Recently, there has been significant research activity towards creating nanowire-based LEDs, where the nanowires are grown using MOVPE techniques by either a template (S. Hersee et al., Electron. Lett. 45, 75 (2009)) or vapor liquid solid (VLS) approach (S. Lee et al. Philosophical Magazine 87, 2105 (2007)). The advantages of employing nanowires as LED elements are that they can be grown on inexpensive substrates (such as glass) and the amount of lattice mismatch that can be tolerated between LED layers is significantly higher when the crystalline material is a 20-100 nm thick nanowire as compared to bulk heterostructure growth (D. Zubia et al., J. Appl. Phys. 85, 6492 (1999)). Green LEDs can be formed by two ways, incorporating InGaN emissive layers in GaN-based pin nanowires, or by forming II-VI material based pin nanowires. Progress has been made on both fronts, but many issues still remain unresolved. For GaN-based nanowires, efficient doping is still problematic and the quantum efficiency of the emitters remains sub-par (S. Hersee et al., Nano Lett. 6, 1808 (2006)). For II-VI material based pin nanowires, green LEDs can be formed by employing CdZnSe or ZnSeTe in the active region; however, the number of unresolved issues is even larger.

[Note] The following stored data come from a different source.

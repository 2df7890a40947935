//! `SeaORM` Entity for cash_banks table.

use sea_orm::entity::prelude::*;
use serde::{Deserialize, Serialize};

#[derive(Clone, Debug, PartialEq, DeriveEntityModel, Eq, Serialize, Deserialize)]
#[sea_orm(table_name = "cash_banks")]
pub struct Model {
    #[sea_orm(primary_key, auto_increment = false)]
    pub id: Uuid,
    #[sea_orm(unique)]
    pub code: String,
    pub name: String,
    #[sea_orm(unique)]
    pub account_id: Option<Uuid>,
    #[sea_orm(column_type = "Decimal(Some((20, 4)))")]
    pub balance: Decimal,
    pub balance_synced_at: Option<DateTimeWithTimeZone>,
    pub created_at: DateTimeWithTimeZone,
}

#[derive(Copy, Clone, Debug, EnumIter, DeriveRelation)]
pub enum Relation {
    #[sea_orm(
        belongs_to = "super::accounts::Entity",
        from = "Column::AccountId",
        to = "super::accounts::Column::Id"
    )]
    Accounts,
}

impl Related<super::accounts::Entity> for Entity {
    fn to() -> RelationDef {
        Relation::Accounts.def()
    }
}

impl ActiveModelBehavior for ActiveModel {}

Progress in creating highly emissive (C. Barrelet et al., JACS 125, 11498 (2003)) and dopable II-VI nanowires has been limited. Almost no mention has been made of successful doping of II-VI nanowires, or where doping has been mentioned it is stated that the undoped ZnSe nanowires have low resistivity, ˜1 ohm-cm (J. Salfi et al. Appl. Phys. Lett. 89, 261112 (2006)), which implies a high degree of defects since undoped ZnSe should be highly resistive (>105 ohm-cm). With regard to emissive characteristics, the photoluminescence (PL) of high quality epi-material should show band gap exciton features and a very small amount of mid-gap defect emission. All reported ZnSe nanowires show large levels of defect emission in their PL response (X. Zhang et al., J. Appl. Phys. 95, 5752 (2004)). The one article (U. Philipose et al., J. Appl. Phys. 100, 084316 (2006)) in which the defect emission was reduced was where added Zn was post-growth diffused into the ZnSe nanowires in order to reduce the large amount of Zn vacancies present after nanowire growth. Performing an extra diffusion step is costly and unworkable when the emitter layer is part of a pin diode device structure. Consequently, in spite of the technological importance of device quality II-VI nanowires, problems remain.